## Task item
Bring together every line in the data that includes "https".

== Material provided

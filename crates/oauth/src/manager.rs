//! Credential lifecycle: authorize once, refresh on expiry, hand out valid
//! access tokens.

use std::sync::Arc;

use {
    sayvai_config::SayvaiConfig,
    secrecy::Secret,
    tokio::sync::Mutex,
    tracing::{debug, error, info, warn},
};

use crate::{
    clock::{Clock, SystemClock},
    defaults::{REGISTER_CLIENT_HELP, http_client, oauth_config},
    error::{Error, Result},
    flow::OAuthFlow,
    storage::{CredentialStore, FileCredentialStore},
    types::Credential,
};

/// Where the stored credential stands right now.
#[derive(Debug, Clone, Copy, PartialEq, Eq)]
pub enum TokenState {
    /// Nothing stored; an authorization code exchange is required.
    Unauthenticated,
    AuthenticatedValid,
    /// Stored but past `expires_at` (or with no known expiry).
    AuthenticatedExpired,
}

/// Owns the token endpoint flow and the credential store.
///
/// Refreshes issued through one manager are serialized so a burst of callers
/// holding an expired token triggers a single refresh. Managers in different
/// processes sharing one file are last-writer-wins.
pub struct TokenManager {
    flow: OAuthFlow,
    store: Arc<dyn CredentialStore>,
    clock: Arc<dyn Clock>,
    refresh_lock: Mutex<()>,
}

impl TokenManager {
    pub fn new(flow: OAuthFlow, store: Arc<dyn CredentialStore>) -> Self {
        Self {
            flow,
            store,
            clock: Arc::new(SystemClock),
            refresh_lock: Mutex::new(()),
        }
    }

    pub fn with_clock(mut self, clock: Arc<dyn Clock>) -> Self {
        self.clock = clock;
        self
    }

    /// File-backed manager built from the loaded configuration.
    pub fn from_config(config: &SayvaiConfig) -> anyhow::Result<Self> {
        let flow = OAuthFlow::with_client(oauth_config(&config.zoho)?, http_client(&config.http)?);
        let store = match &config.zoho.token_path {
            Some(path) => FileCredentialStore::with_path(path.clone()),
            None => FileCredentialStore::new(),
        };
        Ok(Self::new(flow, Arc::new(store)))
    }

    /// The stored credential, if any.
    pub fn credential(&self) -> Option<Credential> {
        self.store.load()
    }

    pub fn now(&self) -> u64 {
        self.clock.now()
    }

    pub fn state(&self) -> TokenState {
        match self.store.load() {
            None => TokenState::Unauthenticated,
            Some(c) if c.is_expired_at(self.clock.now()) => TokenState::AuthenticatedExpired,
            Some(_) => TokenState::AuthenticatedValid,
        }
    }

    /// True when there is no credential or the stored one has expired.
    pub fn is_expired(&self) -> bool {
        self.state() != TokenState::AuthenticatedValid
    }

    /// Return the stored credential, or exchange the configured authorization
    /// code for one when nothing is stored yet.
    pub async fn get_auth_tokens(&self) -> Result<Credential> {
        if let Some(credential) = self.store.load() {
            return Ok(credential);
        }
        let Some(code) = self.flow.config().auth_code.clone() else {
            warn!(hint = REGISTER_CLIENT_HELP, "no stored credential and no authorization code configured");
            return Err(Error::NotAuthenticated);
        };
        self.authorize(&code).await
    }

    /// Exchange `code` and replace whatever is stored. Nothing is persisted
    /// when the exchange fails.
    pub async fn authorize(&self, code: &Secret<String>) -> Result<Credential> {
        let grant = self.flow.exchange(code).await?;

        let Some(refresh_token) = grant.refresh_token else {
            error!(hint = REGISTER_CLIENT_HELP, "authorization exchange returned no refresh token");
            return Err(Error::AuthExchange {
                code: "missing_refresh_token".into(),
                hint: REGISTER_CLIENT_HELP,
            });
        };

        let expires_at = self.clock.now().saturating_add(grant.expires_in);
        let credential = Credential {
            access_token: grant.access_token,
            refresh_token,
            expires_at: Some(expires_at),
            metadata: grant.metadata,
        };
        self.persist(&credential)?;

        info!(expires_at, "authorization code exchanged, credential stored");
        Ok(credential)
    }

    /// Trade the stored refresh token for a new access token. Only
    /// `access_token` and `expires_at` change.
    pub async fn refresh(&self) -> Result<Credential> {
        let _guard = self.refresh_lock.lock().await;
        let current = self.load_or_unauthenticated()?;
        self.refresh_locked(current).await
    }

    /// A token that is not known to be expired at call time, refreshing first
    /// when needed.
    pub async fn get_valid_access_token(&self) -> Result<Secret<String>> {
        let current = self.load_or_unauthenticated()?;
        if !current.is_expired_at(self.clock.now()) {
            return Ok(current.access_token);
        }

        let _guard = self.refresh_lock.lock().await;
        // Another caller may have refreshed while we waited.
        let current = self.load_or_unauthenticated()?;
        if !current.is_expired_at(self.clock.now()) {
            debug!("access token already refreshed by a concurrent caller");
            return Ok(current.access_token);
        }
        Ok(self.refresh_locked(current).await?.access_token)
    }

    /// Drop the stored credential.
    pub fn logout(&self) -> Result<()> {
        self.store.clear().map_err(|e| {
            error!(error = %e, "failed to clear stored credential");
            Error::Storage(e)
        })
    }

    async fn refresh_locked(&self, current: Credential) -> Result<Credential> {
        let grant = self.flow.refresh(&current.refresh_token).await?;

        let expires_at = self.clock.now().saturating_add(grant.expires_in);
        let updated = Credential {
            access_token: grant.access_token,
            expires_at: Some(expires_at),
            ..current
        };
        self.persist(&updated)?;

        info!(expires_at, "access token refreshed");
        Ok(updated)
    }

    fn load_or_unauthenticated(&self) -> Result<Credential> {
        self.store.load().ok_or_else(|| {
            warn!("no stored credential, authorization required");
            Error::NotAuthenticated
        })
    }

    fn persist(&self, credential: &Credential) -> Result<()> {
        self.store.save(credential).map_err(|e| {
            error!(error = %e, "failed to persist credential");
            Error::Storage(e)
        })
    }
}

====
== Material provided

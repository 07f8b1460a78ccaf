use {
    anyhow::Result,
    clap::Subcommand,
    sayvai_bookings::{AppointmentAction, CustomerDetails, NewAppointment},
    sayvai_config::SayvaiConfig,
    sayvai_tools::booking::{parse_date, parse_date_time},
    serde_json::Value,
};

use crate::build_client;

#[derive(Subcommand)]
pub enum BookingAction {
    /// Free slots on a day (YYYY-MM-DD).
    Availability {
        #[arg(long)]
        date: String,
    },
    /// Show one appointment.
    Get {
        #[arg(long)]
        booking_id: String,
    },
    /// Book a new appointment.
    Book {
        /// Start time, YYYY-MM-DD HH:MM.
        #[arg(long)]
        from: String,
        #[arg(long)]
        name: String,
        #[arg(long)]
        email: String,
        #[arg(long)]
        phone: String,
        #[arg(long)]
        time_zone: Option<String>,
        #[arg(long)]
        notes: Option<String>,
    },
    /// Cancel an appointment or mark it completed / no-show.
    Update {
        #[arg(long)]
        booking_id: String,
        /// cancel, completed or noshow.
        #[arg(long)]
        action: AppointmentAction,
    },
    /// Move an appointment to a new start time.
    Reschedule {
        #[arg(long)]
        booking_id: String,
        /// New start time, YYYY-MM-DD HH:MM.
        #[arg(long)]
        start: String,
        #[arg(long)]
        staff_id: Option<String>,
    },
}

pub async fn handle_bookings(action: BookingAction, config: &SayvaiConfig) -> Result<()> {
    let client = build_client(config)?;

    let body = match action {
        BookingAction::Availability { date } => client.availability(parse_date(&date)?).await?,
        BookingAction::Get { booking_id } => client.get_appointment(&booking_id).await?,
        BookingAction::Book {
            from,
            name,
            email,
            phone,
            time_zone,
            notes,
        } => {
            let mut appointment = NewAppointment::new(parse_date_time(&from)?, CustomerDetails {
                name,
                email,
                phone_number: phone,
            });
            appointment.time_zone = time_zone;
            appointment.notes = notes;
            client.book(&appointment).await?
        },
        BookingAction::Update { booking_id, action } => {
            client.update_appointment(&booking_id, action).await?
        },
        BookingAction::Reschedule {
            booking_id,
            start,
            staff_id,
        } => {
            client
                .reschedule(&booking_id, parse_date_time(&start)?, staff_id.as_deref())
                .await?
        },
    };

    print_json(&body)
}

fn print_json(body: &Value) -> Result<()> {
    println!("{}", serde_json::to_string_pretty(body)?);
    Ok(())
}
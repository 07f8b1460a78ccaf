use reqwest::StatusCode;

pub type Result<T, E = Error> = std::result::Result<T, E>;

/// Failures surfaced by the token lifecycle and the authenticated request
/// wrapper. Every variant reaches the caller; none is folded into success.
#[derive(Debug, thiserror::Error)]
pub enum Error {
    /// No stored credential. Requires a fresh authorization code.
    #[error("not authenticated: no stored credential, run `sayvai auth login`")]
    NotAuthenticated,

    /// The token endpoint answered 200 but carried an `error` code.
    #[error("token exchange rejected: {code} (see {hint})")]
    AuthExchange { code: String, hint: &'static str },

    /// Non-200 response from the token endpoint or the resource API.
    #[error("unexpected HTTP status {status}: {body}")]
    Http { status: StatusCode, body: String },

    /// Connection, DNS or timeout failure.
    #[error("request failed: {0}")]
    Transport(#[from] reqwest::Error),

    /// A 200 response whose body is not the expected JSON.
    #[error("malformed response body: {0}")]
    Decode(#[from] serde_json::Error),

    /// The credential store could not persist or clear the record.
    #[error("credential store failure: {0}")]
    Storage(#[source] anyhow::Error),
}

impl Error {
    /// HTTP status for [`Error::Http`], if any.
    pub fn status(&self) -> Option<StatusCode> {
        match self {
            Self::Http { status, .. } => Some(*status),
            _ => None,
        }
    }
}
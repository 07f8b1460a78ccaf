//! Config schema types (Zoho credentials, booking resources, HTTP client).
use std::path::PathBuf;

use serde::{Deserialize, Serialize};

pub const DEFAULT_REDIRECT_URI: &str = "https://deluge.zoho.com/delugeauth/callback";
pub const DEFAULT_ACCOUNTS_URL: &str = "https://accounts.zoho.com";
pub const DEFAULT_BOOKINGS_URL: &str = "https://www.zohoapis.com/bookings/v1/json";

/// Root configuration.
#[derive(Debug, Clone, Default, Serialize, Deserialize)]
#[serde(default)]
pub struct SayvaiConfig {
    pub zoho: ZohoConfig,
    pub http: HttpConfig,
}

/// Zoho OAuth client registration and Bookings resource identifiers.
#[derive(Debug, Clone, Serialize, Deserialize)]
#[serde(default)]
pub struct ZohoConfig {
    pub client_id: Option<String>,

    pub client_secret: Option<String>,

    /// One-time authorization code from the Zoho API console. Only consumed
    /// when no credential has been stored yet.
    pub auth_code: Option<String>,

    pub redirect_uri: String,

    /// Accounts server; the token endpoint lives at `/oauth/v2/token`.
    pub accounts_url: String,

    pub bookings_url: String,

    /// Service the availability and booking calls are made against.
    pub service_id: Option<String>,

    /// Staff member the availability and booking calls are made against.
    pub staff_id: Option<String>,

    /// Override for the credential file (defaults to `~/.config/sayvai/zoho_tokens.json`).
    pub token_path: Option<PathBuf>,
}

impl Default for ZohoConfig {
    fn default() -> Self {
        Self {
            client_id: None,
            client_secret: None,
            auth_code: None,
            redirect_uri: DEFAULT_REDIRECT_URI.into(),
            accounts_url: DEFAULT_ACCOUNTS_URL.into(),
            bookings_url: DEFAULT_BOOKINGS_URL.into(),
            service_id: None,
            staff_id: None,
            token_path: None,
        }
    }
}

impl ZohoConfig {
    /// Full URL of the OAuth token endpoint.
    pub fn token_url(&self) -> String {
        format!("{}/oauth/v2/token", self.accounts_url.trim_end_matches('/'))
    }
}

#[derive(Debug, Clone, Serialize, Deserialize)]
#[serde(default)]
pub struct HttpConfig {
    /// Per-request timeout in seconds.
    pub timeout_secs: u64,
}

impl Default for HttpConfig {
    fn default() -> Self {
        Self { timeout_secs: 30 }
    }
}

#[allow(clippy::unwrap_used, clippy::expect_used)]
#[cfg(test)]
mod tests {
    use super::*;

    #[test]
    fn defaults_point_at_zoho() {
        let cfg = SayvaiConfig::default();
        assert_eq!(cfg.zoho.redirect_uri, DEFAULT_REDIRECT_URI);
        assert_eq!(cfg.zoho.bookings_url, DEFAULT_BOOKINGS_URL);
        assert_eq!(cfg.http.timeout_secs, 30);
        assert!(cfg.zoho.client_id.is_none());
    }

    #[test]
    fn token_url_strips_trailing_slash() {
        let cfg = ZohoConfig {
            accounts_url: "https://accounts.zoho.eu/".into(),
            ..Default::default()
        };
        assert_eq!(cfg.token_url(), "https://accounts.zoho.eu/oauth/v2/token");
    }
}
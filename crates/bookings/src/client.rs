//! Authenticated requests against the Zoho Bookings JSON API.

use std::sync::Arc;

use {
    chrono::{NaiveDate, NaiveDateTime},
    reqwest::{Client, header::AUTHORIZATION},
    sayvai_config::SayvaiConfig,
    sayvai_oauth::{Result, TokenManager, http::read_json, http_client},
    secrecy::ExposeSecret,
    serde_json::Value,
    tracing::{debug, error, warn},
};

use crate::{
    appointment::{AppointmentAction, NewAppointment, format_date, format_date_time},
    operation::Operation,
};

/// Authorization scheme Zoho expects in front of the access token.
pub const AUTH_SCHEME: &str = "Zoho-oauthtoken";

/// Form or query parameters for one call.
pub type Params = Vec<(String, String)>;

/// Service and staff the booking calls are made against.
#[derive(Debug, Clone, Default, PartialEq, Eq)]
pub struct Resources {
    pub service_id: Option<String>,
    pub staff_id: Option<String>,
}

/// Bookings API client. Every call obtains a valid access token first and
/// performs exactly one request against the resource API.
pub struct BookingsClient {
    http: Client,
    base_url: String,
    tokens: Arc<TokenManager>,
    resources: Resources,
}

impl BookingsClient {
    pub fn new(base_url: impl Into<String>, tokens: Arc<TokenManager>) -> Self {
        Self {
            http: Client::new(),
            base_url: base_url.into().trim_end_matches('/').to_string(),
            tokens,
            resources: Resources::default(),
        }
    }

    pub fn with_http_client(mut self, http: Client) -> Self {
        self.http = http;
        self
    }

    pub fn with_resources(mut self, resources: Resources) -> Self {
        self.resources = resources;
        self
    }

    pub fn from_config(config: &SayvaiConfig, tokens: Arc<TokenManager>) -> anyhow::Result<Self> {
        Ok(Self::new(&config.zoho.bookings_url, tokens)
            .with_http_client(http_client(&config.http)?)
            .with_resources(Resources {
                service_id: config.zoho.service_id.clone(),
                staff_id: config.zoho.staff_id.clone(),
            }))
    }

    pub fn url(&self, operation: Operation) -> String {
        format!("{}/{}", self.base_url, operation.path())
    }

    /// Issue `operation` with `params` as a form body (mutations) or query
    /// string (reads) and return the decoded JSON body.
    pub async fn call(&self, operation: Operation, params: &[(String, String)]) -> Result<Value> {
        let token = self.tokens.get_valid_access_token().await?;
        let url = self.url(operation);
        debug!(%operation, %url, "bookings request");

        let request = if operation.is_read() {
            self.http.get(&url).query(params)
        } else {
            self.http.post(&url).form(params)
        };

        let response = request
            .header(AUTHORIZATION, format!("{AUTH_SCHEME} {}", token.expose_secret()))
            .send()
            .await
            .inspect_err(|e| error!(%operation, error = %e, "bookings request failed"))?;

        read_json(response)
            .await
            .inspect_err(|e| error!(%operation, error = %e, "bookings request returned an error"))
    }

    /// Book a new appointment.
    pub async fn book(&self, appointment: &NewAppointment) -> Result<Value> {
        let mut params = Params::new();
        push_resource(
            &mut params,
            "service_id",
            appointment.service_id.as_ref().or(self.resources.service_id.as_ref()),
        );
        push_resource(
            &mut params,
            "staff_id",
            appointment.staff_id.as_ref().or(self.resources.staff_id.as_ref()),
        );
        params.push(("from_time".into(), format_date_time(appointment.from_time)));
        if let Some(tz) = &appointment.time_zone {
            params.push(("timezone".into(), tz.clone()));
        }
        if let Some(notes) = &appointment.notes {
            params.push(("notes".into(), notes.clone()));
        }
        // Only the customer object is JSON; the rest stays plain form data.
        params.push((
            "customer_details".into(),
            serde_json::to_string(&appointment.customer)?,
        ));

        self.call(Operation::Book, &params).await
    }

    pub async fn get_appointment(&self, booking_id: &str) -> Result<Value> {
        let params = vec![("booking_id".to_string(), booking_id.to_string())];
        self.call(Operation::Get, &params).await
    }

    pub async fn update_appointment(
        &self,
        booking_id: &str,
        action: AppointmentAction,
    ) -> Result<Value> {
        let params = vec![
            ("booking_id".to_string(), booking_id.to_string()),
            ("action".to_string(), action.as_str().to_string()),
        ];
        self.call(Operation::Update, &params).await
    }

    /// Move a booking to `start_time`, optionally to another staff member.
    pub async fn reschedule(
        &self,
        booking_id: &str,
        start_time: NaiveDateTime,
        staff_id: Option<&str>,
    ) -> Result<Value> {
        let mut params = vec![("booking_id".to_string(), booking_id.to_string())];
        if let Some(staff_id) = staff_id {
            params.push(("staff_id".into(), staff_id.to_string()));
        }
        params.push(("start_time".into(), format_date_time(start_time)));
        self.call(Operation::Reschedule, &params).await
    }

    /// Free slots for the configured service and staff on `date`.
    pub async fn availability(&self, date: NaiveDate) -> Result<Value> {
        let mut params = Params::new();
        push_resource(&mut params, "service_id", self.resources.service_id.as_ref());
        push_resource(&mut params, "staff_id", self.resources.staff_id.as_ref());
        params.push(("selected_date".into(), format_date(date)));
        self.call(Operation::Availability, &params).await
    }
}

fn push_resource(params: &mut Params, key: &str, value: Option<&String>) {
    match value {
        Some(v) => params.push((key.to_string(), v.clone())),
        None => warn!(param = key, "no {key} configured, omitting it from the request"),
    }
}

====
== Material provided

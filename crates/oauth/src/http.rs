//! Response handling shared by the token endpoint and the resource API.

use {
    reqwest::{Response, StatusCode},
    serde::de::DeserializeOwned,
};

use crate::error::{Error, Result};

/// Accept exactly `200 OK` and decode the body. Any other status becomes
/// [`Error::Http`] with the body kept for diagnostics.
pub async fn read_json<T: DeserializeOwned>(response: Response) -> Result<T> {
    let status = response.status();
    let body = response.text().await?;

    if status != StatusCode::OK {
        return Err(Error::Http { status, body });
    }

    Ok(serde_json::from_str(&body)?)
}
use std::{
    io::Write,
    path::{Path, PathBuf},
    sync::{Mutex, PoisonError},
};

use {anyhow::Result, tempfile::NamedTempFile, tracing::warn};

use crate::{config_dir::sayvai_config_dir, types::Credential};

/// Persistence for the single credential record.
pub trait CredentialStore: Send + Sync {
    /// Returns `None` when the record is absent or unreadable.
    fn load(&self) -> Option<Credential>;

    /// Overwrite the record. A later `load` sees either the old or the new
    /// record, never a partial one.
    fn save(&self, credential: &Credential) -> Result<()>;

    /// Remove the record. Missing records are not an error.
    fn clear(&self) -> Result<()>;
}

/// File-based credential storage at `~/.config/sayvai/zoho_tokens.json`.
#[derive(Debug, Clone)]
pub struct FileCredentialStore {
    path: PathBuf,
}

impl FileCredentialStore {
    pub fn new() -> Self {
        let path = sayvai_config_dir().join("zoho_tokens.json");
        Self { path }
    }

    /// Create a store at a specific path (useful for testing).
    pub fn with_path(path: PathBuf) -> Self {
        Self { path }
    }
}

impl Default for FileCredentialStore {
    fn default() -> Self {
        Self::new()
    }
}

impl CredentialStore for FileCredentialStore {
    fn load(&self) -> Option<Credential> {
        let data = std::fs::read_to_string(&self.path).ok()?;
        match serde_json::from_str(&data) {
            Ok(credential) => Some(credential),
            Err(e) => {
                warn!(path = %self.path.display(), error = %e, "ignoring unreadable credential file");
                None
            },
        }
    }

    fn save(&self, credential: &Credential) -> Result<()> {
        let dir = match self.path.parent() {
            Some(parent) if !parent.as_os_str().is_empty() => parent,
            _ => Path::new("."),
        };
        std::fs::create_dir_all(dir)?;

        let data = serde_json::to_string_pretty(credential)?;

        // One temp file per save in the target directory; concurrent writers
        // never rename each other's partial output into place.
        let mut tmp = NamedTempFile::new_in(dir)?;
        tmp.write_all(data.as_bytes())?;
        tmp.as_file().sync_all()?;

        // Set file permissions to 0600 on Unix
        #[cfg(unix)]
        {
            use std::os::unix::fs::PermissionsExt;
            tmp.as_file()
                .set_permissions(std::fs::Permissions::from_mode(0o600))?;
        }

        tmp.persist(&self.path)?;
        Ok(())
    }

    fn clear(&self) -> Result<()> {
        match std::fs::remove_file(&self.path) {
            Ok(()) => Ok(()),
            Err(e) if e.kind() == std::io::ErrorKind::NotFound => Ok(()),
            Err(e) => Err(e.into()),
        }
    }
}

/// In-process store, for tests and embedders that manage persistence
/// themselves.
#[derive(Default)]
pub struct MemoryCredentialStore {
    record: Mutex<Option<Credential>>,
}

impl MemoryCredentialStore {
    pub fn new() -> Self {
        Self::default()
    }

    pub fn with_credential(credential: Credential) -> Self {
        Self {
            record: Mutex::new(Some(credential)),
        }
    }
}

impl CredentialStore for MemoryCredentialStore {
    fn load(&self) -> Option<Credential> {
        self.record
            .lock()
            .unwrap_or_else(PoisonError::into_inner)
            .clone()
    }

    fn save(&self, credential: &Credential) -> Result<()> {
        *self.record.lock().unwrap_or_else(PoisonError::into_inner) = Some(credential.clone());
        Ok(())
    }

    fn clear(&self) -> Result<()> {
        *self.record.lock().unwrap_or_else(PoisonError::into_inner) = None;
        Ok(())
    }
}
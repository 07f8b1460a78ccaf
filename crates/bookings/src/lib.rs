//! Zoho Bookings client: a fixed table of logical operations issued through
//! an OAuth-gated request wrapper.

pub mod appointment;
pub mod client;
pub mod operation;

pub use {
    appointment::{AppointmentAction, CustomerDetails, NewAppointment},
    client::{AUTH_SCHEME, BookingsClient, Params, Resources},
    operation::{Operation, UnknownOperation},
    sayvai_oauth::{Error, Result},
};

====

## Output of the task
pub const DEFAULT_REDIRECT_URI: &str = "https://deluge.zoho.com/delugeauth/callback";
pub const DEFAULT_ACCOUNTS_URL: &str = "https://accounts.zoho.com";
pub const DEFAULT_BOOKINGS_URL: &str = "https://www.zohoapis.com/bookings/v1/json";
            accounts_url: "https://accounts.zoho.eu/".into(),
        assert_eq!(cfg.token_url(), "https://accounts.zoho.eu/oauth/v2/token");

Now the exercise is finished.